Task objective
Your answer should be every line of the records that contains the word "Regex".

Supplied records Block Start

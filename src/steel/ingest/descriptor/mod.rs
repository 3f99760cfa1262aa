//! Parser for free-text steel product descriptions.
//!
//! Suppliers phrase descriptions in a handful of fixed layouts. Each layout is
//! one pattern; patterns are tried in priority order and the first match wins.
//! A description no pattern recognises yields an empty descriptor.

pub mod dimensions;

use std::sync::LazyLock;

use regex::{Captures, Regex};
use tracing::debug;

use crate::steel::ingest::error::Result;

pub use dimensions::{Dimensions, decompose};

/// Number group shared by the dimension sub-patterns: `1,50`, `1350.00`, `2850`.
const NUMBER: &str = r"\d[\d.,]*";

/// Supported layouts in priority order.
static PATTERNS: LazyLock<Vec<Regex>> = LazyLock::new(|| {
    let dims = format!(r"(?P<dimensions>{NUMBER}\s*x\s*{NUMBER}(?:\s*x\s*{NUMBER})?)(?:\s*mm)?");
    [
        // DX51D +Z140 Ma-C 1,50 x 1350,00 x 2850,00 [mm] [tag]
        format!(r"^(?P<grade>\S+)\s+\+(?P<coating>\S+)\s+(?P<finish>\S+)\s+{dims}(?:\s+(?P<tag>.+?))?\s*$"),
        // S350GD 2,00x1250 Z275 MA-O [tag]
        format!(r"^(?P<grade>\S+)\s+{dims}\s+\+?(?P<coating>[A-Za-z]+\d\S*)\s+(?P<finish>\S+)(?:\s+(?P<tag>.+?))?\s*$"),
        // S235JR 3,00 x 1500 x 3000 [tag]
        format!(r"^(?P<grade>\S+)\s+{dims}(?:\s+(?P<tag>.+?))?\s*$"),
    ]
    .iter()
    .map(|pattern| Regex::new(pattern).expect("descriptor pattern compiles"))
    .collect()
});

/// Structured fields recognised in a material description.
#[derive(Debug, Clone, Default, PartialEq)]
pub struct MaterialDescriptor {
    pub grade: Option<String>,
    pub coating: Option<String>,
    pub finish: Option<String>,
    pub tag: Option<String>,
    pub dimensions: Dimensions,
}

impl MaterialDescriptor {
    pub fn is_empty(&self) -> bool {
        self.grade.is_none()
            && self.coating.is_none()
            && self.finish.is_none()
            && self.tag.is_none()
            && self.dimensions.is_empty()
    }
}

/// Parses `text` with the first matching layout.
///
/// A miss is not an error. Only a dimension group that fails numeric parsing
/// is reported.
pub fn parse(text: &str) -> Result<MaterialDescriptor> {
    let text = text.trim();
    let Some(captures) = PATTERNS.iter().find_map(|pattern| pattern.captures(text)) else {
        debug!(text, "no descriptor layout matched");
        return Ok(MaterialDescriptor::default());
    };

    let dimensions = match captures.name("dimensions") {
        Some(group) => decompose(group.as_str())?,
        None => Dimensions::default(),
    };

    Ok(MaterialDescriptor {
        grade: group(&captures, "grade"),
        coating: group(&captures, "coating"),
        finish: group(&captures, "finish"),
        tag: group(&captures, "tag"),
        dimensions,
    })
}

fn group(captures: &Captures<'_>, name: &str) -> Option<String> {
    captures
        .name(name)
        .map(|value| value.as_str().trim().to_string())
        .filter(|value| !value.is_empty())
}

Supplied records Block End
Supplied records Block Start

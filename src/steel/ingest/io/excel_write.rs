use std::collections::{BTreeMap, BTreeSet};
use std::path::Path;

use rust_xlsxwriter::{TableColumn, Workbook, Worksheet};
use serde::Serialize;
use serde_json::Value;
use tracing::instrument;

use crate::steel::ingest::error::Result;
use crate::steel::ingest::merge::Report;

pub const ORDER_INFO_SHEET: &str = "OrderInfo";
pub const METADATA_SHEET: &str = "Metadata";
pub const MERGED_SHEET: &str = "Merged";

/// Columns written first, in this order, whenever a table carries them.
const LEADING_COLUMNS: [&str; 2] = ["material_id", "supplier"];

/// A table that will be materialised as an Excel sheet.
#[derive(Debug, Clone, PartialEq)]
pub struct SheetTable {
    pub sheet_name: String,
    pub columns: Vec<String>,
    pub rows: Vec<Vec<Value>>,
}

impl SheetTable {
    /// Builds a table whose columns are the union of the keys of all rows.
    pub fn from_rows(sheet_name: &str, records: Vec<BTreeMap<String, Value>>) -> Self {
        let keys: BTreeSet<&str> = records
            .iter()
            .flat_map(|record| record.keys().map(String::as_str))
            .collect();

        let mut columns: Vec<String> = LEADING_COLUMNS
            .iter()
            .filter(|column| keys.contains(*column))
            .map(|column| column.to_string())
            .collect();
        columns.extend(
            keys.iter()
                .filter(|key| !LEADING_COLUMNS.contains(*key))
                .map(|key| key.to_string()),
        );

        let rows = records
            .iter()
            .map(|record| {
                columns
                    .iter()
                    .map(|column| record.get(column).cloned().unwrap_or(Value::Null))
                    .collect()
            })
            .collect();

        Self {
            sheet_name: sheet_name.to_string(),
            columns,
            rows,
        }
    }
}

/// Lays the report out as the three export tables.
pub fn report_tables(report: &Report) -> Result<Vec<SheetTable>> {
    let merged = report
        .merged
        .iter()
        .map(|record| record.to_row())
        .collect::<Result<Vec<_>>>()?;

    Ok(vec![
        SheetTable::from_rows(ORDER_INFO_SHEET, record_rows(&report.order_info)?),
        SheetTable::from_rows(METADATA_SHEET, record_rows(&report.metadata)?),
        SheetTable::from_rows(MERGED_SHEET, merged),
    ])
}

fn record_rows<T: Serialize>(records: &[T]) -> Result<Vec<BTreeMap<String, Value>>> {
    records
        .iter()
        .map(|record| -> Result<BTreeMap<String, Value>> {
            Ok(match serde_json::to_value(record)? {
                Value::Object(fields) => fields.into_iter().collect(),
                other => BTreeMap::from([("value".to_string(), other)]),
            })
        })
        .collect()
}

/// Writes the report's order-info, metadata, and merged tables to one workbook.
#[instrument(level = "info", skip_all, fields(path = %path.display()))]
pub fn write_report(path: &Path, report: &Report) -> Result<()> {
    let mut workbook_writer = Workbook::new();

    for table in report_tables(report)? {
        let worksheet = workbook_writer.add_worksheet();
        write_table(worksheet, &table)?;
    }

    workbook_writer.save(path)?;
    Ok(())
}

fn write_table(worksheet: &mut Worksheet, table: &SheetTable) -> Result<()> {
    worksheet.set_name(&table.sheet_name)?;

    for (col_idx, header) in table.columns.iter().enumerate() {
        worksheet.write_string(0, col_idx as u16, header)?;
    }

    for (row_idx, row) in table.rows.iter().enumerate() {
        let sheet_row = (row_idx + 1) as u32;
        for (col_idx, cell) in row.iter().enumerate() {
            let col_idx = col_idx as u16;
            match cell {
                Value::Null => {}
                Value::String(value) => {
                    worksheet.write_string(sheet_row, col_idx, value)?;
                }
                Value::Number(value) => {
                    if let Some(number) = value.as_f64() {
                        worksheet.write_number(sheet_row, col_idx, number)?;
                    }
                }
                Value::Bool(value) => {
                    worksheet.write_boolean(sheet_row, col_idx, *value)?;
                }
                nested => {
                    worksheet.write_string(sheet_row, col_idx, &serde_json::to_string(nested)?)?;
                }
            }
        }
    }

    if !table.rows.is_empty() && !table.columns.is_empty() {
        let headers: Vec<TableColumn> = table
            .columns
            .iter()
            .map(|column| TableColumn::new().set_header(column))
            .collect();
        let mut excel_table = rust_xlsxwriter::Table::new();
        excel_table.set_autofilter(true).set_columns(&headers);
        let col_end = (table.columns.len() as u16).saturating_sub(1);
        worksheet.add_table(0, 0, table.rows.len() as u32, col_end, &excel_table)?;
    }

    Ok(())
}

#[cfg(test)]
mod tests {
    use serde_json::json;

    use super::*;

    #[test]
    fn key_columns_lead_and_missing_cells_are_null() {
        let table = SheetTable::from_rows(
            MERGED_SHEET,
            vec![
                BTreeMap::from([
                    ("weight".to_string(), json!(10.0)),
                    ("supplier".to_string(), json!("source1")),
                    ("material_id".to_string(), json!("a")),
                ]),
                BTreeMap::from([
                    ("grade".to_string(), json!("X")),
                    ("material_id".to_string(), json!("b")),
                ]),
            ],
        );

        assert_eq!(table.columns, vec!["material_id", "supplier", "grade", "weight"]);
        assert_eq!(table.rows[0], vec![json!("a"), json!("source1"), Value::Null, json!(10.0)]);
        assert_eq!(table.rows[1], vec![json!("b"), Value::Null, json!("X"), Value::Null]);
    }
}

Supplied records Block End

Solution for this task
use regex::{Captures, Regex};
static PATTERNS: LazyLock<Vec<Regex>> = LazyLock::new(|| {
    .map(|pattern| Regex::new(pattern).expect("descriptor pattern compiles"))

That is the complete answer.